==== Source material ====

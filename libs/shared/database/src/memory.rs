use async_trait::async_trait;
use chrono::{DateTime, Utc};
use tokio::sync::RwLock;
use tracing::debug;

use shared_models::{Account, AccountKind, Appointment, AppointmentStatus, Availability};

use crate::error::{DatabaseError, DatabaseResult};
use crate::store::{AccountStore, AppointmentStore};

/// Process-local document store. Each collection sits behind its own lock
/// and keeps insertion order.
#[derive(Debug, Default)]
pub struct InMemoryStore {
    accounts: RwLock<Vec<Account>>,
    appointments: RwLock<Vec<Appointment>>,
}

impl InMemoryStore {
    pub fn new() -> Self {
        Self::default()
    }
}

#[async_trait]
impl AccountStore for InMemoryStore {
    async fn insert_account(&self, account: Account) -> DatabaseResult<Account> {
        let mut accounts = self.accounts.write().await;

        if accounts.iter().any(|existing| existing.email.eq_ignore_ascii_case(&account.email)) {
            return Err(DatabaseError::UniqueViolation(format!(
                "An account with email {} already exists",
                account.email
            )));
        }
        if accounts.iter().any(|existing| existing.id == account.id) {
            return Err(DatabaseError::UniqueViolation(format!(
                "An account with id {} already exists",
                account.id
            )));
        }

        debug!("Inserting account {}", account.id);
        accounts.push(account.clone());
        Ok(account)
    }

    async fn find_account(&self, id: &str) -> DatabaseResult<Option<Account>> {
        let accounts = self.accounts.read().await;
        Ok(accounts.iter().find(|account| account.id == id).cloned())
    }

    async fn find_account_by_email(&self, email: &str) -> DatabaseResult<Option<Account>> {
        let accounts = self.accounts.read().await;
        Ok(accounts
            .iter()
            .find(|account| account.email.eq_ignore_ascii_case(email))
            .cloned())
    }

    async fn list_accounts(&self) -> DatabaseResult<Vec<Account>> {
        Ok(self.accounts.read().await.clone())
    }

    async fn update_availability(
        &self,
        id: &str,
        availability: Availability,
    ) -> DatabaseResult<Option<Account>> {
        let mut accounts = self.accounts.write().await;

        let Some(account) = accounts.iter_mut().find(|account| account.id == id) else {
            return Ok(None);
        };

        if let AccountKind::Doctor { availability: stored, .. } = &mut account.kind {
            *stored = availability;
        }

        Ok(Some(account.clone()))
    }
}

#[async_trait]
impl AppointmentStore for InMemoryStore {
    async fn insert_appointment(&self, appointment: Appointment) -> DatabaseResult<Appointment> {
        let mut appointments = self.appointments.write().await;

        if appointments.iter().any(|existing| existing.id == appointment.id) {
            return Err(DatabaseError::UniqueViolation(format!(
                "An appointment with id {} already exists",
                appointment.id
            )));
        }

        debug!("Inserting appointment {}", appointment.id);
        appointments.push(appointment.clone());
        Ok(appointment)
    }

    async fn find_appointment(&self, id: &str) -> DatabaseResult<Option<Appointment>> {
        let appointments = self.appointments.read().await;
        Ok(appointments.iter().find(|appointment| appointment.id == id).cloned())
    }

    async fn list_appointments(&self) -> DatabaseResult<Vec<Appointment>> {
        Ok(self.appointments.read().await.clone())
    }

    async fn delete_appointment(&self, id: &str) -> DatabaseResult<Option<Appointment>> {
        let mut appointments = self.appointments.write().await;

        let removed = appointments
            .iter()
            .position(|appointment| appointment.id == id)
            .map(|index| appointments.remove(index));

        Ok(removed)
    }

    async fn update_appointment_date(
        &self,
        id: &str,
        appointment_date: DateTime<Utc>,
    ) -> DatabaseResult<Option<Appointment>> {
        let mut appointments = self.appointments.write().await;

        Ok(appointments
            .iter_mut()
            .find(|appointment| appointment.id == id)
            .map(|appointment| {
                appointment.appointment_date = appointment_date;
                appointment.clone()
            }))
    }

    async fn update_appointment_status(
        &self,
        id: &str,
        status: AppointmentStatus,
    ) -> DatabaseResult<Option<Appointment>> {
        let mut appointments = self.appointments.write().await;

        Ok(appointments
            .iter_mut()
            .find(|appointment| appointment.id == id)
            .map(|appointment| {
                appointment.status = status;
                appointment.clone()
            }))
    }
}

====

**Goal of the exercise:** Identify how many lines in the entries above contain the word "email" and provide only that figure.

**Expected answer:** 5